> **Exercise**: Across the entries below, work out how many lines contain "RwLock". Please give the number only.

BEGIN Task material

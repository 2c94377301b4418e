//! Named dispatch groups for waking workers.
//!
//! Producers broadcast a pull wake-up into a group after a successful push;
//! idle workers react, busy workers drop the signal. Delivery is best-effort:
//! the 1 s idle poll in each worker is the recovery path for a missed
//! wake-up.

use parking_lot::RwLock;
use std::collections::HashMap;
use tokio::sync::broadcast;
use tracing::debug;

/// Buffered wake-ups per group; signals carry no data and coalesce, so a
/// small buffer is enough.
const CHANNEL_CAPACITY: usize = 16;

/// A wake-up delivered to every member of a group.
#[derive(Debug, Clone, Copy, PartialEq, Eq)]
pub enum Signal {
    /// A message was pushed; idle workers should pull.
    PullJob,
}

/// Registry of named worker groups.
#[derive(Default)]
pub struct Dispatch {
    groups: RwLock<HashMap<String, broadcast::Sender<Signal>>>,
}

impl Dispatch {
    /// Creates an empty registry.
    pub fn new() -> Self {
        Self::default()
    }

    /// Joins a group, creating it on first use, and returns the member's
    /// receive handle.
    pub fn join(&self, group: &str) -> broadcast::Receiver<Signal> {
        let mut groups = self.groups.write();
        let sender = groups
            .entry(group.to_string())
            .or_insert_with(|| broadcast::channel(CHANNEL_CAPACITY).0);
        let receiver = sender.subscribe();
        debug!(
            group = %group,
            members = sender.receiver_count(),
            "joined dispatch group"
        );
        receiver
    }

    /// Broadcasts a signal to every member of `group`, non-blocking.
    /// Returns the number of members that were reachable; an unknown or
    /// empty group is a no-op.
    pub fn broadcast(&self, group: &str, signal: Signal) -> usize {
        let groups = self.groups.read();
        match groups.get(group) {
            Some(sender) => sender.send(signal).unwrap_or(0),
            None => 0,
        }
    }

    /// Number of live members in `group`.
    pub fn group_size(&self, group: &str) -> usize {
        self.groups
            .read()
            .get(group)
            .map(|sender| sender.receiver_count())
            .unwrap_or(0)
    }
}

#[cfg(test)]
mod tests {
    use super::*;

    #[tokio::test]
    async fn test_broadcast_reaches_all_members() {
        let dispatch = Dispatch::new();
        let mut first = dispatch.join("workers");
        let mut second = dispatch.join("workers");

        assert_eq!(dispatch.broadcast("workers", Signal::PullJob), 2);
        assert_eq!(first.recv().await.unwrap(), Signal::PullJob);
        assert_eq!(second.recv().await.unwrap(), Signal::PullJob);
    }

    #[tokio::test]
    async fn test_broadcast_to_unknown_group_is_noop() {
        let dispatch = Dispatch::new();
        assert_eq!(dispatch.broadcast("nobody", Signal::PullJob), 0);
    }

    #[tokio::test]
    async fn test_broadcast_after_all_members_left() {
        let dispatch = Dispatch::new();
        let receiver = dispatch.join("workers");
        drop(receiver);

        assert_eq!(dispatch.broadcast("workers", Signal::PullJob), 0);
    }

    #[tokio::test]
    async fn test_groups_are_independent() {
        let dispatch = Dispatch::new();
        let mut a = dispatch.join("a");
        let _b = dispatch.join("b");

        dispatch.broadcast("b", Signal::PullJob);
        assert!(a.try_recv().is_err());

        dispatch.broadcast("a", Signal::PullJob);
        assert_eq!(a.recv().await.unwrap(), Signal::PullJob);
    }

    #[test]
    fn test_group_size() {
        let dispatch = Dispatch::new();
        assert_eq!(dispatch.group_size("workers"), 0);

        let first = dispatch.join("workers");
        let second = dispatch.join("workers");
        assert_eq!(dispatch.group_size("workers"), 2);

        drop(first);
        drop(second);
        assert_eq!(dispatch.group_size("workers"), 0);
    }
}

END Task material

> **Exercise result**: 2